[Stored data entries]
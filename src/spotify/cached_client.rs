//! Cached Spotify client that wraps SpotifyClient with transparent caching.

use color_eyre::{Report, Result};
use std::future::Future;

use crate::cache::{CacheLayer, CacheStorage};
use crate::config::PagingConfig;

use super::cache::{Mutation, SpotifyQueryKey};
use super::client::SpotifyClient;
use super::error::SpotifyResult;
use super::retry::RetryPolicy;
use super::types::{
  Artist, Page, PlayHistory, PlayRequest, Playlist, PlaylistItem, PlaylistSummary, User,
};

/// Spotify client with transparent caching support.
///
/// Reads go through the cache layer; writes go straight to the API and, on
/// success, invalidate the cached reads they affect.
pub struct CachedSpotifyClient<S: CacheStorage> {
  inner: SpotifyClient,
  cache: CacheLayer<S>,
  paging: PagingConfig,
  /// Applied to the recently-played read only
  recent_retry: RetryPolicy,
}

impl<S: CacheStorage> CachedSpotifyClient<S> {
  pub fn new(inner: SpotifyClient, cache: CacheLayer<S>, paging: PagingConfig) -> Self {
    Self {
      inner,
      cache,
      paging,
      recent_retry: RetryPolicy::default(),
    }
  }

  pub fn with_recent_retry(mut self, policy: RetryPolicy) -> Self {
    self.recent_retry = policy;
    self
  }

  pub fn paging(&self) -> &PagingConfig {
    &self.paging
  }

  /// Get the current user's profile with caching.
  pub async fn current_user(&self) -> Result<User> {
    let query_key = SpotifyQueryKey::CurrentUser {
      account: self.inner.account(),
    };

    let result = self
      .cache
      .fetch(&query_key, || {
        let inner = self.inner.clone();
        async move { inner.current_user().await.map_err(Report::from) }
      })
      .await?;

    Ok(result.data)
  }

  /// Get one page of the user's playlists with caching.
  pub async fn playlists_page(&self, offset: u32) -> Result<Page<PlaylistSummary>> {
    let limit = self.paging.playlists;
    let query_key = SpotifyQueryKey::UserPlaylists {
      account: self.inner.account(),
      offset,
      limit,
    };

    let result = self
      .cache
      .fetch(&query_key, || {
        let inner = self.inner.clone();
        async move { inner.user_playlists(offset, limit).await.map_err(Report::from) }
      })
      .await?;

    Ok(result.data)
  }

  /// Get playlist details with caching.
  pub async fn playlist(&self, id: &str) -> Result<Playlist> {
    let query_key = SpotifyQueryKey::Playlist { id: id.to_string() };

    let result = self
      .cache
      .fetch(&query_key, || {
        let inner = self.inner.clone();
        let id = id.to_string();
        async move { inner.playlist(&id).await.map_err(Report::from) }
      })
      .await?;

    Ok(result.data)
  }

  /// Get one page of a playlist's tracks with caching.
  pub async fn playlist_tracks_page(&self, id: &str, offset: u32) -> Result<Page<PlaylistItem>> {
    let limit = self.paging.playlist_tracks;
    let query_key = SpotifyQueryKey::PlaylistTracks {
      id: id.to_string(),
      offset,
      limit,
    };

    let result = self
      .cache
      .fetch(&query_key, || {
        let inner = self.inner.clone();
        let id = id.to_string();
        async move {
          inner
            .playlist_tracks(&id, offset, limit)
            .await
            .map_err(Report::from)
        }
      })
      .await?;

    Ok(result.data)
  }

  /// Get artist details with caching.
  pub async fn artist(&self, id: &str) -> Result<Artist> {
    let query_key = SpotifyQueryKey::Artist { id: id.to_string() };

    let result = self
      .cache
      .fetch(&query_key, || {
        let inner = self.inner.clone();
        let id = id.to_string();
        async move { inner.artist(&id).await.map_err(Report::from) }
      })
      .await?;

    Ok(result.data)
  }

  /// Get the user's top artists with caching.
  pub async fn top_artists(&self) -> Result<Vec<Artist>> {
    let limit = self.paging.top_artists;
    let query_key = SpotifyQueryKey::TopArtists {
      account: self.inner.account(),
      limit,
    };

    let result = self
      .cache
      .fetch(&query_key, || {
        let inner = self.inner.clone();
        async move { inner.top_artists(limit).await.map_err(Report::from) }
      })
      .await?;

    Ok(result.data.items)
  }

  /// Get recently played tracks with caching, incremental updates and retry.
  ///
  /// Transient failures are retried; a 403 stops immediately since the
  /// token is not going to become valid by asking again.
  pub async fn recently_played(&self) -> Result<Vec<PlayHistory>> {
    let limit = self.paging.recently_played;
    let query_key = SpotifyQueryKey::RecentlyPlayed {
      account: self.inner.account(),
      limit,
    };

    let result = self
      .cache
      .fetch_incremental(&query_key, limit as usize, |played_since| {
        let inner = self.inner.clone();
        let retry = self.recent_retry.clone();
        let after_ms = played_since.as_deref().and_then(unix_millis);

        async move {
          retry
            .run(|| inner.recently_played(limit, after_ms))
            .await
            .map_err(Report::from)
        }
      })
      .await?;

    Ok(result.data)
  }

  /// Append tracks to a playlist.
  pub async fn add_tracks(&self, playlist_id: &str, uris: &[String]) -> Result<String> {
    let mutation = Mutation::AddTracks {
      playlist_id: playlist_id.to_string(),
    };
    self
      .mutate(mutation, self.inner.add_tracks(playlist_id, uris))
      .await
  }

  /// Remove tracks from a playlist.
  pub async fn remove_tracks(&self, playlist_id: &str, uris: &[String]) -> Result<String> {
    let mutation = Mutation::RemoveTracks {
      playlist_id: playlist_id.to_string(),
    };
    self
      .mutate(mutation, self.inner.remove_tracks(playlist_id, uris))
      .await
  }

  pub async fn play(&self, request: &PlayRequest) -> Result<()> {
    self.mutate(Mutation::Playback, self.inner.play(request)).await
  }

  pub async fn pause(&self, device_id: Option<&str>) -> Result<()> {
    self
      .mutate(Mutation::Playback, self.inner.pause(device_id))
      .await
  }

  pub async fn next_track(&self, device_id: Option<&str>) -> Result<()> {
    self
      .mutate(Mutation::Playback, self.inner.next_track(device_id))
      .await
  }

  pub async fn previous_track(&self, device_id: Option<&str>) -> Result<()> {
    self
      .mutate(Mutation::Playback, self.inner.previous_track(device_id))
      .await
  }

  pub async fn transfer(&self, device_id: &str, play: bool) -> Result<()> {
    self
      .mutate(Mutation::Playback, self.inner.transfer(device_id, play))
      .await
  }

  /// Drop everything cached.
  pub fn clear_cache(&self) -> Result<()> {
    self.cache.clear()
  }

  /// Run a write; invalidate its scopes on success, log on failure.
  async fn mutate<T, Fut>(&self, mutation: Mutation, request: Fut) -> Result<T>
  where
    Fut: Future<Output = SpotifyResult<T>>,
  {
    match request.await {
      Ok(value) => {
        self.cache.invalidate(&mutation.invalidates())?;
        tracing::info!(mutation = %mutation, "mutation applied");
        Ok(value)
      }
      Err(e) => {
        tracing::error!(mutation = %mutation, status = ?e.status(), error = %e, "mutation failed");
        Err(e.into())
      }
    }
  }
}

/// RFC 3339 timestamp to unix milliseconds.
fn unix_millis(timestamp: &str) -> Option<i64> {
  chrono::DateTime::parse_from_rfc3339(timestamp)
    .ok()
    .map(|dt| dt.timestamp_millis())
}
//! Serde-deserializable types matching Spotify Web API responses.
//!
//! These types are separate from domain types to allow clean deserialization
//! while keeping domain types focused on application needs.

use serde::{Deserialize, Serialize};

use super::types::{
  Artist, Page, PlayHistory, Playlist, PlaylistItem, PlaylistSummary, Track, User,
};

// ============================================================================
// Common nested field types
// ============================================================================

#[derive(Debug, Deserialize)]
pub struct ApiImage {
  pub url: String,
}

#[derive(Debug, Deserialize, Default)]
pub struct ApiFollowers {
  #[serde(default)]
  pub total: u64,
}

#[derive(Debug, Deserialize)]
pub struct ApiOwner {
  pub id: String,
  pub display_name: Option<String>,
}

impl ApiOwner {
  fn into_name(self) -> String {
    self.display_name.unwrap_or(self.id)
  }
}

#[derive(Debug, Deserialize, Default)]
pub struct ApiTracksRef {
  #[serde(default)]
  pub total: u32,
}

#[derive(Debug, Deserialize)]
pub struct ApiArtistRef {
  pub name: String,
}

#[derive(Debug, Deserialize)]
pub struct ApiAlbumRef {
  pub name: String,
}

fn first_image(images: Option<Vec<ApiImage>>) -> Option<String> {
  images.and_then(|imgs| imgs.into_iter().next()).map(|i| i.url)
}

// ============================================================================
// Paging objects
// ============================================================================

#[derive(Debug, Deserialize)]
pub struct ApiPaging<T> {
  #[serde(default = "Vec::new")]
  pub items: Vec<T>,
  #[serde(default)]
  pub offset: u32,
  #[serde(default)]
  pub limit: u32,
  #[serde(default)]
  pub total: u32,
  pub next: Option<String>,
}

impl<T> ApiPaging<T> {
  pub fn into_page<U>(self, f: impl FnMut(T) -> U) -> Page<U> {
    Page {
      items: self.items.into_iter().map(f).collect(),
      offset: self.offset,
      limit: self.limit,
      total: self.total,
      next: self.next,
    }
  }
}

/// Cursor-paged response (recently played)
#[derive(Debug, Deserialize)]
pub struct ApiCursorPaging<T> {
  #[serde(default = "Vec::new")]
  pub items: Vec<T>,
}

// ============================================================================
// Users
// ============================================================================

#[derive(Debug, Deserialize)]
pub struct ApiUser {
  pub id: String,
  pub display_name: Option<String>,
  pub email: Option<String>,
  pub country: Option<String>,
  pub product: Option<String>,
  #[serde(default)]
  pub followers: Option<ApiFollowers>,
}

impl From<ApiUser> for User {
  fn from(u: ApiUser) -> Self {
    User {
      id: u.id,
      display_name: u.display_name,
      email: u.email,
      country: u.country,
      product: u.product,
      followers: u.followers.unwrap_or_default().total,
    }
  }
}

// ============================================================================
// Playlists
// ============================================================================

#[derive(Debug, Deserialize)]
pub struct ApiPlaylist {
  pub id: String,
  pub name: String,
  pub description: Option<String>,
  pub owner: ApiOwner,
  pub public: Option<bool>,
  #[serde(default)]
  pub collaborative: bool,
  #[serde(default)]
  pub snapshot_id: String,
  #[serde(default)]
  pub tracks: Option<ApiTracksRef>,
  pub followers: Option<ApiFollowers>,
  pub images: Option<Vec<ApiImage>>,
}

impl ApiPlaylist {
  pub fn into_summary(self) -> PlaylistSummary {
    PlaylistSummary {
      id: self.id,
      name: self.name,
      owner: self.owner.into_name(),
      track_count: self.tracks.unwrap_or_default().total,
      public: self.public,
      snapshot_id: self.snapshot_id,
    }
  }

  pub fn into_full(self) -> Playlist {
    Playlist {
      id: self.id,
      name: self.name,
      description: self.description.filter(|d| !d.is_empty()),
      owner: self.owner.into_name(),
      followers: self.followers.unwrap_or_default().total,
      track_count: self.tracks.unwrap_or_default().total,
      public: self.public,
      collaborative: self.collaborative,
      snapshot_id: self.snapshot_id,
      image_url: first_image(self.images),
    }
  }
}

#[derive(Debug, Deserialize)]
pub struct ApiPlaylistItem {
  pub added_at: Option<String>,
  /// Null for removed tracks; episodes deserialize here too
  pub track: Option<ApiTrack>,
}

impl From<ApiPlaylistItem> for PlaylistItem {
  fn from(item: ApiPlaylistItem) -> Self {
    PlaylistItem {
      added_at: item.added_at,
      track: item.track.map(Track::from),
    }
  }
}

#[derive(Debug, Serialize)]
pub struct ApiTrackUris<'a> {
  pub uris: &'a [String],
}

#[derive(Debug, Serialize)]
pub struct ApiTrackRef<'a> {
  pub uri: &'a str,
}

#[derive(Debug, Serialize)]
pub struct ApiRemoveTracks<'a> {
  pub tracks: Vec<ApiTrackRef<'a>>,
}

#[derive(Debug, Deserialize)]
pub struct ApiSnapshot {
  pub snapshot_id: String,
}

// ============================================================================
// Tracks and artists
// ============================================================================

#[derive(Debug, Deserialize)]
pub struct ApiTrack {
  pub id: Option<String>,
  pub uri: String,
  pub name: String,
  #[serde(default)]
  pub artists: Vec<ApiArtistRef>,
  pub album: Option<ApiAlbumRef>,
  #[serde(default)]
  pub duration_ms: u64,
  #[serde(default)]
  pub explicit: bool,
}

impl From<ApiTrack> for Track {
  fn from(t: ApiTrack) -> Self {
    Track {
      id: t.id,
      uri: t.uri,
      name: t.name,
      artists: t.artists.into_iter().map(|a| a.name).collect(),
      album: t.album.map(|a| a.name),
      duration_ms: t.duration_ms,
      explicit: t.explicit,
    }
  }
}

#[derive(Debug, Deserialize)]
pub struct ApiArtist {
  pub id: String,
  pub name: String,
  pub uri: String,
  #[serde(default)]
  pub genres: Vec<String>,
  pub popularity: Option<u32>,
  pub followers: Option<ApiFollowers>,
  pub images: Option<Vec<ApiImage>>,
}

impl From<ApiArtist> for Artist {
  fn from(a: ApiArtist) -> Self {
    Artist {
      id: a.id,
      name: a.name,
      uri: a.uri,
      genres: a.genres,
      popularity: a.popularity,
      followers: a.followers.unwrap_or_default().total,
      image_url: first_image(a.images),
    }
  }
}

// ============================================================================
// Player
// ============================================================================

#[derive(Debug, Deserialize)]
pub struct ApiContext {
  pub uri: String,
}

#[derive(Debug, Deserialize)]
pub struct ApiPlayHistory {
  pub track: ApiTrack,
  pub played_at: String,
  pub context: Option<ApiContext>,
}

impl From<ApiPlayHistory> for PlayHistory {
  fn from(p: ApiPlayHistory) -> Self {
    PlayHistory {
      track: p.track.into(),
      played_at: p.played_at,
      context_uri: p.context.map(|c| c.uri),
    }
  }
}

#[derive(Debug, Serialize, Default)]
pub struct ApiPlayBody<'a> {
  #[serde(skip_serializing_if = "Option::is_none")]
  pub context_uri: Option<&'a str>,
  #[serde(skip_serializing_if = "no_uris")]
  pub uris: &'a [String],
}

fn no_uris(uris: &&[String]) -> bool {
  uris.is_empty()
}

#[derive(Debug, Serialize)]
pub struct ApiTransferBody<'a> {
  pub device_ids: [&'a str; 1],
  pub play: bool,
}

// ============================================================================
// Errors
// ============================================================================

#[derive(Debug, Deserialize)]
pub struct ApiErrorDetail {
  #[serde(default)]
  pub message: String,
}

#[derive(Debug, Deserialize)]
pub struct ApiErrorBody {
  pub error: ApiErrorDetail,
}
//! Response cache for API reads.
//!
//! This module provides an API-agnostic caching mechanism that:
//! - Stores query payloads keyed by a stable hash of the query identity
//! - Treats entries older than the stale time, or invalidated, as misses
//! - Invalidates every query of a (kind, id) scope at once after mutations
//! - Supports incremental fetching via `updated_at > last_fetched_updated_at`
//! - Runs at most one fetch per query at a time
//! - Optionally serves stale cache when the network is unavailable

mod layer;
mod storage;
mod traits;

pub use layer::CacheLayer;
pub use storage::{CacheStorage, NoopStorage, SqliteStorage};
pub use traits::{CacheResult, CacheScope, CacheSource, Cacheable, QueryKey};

--

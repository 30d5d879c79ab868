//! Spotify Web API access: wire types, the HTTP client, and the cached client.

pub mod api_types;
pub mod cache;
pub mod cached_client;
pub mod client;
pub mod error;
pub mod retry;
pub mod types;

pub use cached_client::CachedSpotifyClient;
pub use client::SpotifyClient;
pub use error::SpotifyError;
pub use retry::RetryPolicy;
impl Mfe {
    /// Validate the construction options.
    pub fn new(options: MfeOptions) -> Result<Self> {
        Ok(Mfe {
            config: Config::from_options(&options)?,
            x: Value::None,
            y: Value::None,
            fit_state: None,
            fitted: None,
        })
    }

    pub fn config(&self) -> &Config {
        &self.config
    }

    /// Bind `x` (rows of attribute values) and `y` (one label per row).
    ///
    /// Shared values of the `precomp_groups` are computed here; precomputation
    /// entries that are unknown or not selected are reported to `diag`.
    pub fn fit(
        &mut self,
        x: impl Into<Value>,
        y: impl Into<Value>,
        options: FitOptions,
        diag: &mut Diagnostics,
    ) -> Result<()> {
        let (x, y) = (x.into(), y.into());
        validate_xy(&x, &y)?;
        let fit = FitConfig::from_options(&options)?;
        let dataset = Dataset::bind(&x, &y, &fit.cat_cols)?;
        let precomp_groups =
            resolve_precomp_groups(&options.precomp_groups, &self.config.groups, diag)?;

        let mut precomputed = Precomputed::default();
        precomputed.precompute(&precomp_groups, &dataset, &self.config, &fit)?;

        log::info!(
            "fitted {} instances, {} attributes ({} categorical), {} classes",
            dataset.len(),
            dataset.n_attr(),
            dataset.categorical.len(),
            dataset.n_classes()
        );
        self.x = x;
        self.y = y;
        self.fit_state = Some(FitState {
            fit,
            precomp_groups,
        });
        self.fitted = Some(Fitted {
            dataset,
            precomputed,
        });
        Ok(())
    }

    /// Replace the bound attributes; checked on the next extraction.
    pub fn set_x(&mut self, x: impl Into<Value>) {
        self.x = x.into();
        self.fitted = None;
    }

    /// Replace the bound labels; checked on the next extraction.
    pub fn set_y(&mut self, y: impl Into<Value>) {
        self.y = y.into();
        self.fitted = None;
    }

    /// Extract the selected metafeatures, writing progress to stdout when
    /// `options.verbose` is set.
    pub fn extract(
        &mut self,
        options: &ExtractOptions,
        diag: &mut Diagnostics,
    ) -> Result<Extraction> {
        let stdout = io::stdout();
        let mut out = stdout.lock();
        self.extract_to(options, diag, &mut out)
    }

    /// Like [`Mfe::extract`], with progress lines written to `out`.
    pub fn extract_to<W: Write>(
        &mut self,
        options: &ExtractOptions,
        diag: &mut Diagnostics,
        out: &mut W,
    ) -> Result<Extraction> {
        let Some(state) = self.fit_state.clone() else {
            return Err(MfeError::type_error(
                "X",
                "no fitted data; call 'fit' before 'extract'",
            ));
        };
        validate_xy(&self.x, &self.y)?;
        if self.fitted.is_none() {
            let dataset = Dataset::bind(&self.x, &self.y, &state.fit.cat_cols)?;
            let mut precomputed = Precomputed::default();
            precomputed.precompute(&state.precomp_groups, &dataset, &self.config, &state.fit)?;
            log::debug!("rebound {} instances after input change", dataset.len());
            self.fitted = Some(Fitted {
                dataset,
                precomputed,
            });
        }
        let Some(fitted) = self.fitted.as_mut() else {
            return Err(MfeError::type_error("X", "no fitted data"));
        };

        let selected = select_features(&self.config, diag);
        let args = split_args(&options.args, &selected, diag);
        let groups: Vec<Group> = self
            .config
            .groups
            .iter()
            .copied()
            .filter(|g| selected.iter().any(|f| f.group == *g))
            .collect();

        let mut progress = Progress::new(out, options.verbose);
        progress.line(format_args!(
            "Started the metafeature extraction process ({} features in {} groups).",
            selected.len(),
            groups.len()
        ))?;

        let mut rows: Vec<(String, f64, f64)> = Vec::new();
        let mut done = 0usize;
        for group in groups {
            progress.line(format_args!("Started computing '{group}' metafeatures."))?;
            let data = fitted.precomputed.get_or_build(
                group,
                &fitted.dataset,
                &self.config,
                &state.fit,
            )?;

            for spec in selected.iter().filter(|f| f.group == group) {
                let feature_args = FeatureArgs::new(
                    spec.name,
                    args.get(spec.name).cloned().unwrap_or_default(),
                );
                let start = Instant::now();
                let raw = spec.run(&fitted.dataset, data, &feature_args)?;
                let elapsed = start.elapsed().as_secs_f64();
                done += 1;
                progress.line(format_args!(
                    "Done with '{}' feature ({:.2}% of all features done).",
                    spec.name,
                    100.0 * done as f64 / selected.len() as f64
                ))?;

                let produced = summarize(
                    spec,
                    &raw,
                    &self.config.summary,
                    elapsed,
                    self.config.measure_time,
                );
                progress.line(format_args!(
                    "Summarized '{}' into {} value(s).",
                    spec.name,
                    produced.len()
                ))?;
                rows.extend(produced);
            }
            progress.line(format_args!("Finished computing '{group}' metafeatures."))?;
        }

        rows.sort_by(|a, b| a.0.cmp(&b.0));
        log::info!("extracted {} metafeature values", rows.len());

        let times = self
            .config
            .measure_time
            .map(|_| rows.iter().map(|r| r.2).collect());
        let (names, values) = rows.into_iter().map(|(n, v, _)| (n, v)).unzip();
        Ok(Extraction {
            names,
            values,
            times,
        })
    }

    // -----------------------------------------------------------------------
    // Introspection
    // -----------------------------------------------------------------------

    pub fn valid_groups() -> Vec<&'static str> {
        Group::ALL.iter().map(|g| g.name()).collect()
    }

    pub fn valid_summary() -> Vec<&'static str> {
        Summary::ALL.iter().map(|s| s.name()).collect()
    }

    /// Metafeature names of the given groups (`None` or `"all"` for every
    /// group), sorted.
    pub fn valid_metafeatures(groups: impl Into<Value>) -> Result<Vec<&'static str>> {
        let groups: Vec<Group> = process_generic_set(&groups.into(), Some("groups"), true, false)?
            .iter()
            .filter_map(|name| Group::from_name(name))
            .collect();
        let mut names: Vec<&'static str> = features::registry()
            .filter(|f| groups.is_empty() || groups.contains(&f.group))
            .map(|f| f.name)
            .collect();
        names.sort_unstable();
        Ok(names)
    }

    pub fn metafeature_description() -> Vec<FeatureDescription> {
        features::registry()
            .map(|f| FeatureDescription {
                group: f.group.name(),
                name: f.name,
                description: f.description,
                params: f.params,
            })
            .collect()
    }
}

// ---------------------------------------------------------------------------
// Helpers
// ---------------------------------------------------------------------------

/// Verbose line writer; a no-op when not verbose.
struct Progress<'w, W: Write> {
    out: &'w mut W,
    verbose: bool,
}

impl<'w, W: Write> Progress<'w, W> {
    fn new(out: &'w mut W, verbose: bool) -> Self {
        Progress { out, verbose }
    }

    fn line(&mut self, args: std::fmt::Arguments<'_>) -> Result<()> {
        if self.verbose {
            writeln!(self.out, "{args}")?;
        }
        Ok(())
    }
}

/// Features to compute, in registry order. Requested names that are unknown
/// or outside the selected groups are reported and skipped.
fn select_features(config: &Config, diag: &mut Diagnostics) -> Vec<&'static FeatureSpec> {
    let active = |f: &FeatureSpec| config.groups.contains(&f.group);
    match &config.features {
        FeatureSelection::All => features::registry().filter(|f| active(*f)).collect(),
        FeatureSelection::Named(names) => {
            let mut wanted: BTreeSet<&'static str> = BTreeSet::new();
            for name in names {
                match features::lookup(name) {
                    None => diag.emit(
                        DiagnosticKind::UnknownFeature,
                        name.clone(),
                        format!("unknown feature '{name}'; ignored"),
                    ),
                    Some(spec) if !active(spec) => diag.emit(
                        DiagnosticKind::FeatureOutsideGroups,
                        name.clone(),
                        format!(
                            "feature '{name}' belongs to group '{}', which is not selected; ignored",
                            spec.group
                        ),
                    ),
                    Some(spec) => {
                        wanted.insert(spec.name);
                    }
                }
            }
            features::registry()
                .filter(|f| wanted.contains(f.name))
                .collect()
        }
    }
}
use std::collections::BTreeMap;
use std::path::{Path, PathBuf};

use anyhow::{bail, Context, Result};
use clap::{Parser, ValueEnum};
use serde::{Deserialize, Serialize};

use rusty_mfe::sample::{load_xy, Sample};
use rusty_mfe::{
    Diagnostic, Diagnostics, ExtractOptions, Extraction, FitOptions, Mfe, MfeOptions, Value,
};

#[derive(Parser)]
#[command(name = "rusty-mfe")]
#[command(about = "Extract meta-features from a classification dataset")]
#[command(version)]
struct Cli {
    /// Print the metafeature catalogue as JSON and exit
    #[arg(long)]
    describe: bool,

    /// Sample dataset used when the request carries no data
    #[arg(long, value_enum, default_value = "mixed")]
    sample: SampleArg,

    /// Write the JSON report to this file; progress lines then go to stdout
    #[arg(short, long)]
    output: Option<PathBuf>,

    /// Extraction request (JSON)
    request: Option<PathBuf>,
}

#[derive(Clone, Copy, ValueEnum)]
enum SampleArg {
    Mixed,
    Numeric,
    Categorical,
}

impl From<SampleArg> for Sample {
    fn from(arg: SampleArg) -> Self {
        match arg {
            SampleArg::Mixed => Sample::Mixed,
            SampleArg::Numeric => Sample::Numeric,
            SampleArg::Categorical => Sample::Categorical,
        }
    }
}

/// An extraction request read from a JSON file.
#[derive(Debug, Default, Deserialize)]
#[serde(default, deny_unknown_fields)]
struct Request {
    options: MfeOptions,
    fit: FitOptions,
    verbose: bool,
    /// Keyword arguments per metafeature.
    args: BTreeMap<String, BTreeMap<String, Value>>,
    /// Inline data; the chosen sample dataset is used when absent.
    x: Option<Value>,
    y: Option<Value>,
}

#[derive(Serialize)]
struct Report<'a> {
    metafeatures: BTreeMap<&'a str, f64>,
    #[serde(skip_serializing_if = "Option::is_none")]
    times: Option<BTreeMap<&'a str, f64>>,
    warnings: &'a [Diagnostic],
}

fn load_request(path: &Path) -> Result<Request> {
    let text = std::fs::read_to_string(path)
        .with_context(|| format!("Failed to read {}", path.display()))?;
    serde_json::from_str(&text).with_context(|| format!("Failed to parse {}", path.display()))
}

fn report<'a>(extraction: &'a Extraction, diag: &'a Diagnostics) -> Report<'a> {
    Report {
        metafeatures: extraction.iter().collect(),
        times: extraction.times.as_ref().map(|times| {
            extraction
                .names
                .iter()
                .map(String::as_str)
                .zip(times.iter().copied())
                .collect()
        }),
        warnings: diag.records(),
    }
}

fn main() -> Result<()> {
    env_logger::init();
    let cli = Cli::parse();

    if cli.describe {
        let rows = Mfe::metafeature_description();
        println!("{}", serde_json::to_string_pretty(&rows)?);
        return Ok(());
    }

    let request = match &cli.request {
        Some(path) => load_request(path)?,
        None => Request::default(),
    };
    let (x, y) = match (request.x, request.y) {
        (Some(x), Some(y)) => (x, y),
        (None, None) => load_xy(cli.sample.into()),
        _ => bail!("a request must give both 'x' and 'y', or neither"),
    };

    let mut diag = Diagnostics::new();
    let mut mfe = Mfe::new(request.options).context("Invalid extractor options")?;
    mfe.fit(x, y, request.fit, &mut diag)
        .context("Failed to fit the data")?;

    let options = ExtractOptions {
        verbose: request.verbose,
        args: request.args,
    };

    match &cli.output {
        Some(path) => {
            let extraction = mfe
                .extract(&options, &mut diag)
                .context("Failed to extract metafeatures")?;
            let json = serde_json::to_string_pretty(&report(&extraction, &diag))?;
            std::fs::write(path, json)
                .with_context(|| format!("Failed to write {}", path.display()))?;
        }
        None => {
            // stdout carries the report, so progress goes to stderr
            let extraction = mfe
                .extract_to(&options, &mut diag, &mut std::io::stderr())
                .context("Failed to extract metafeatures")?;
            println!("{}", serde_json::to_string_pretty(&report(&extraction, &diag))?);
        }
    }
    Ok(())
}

## What the task asks
Show, from the records above, every line that includes "checked".

## Task answer
    /// Replace the bound attributes; checked on the next extraction.
    /// Replace the bound labels; checked on the next extraction.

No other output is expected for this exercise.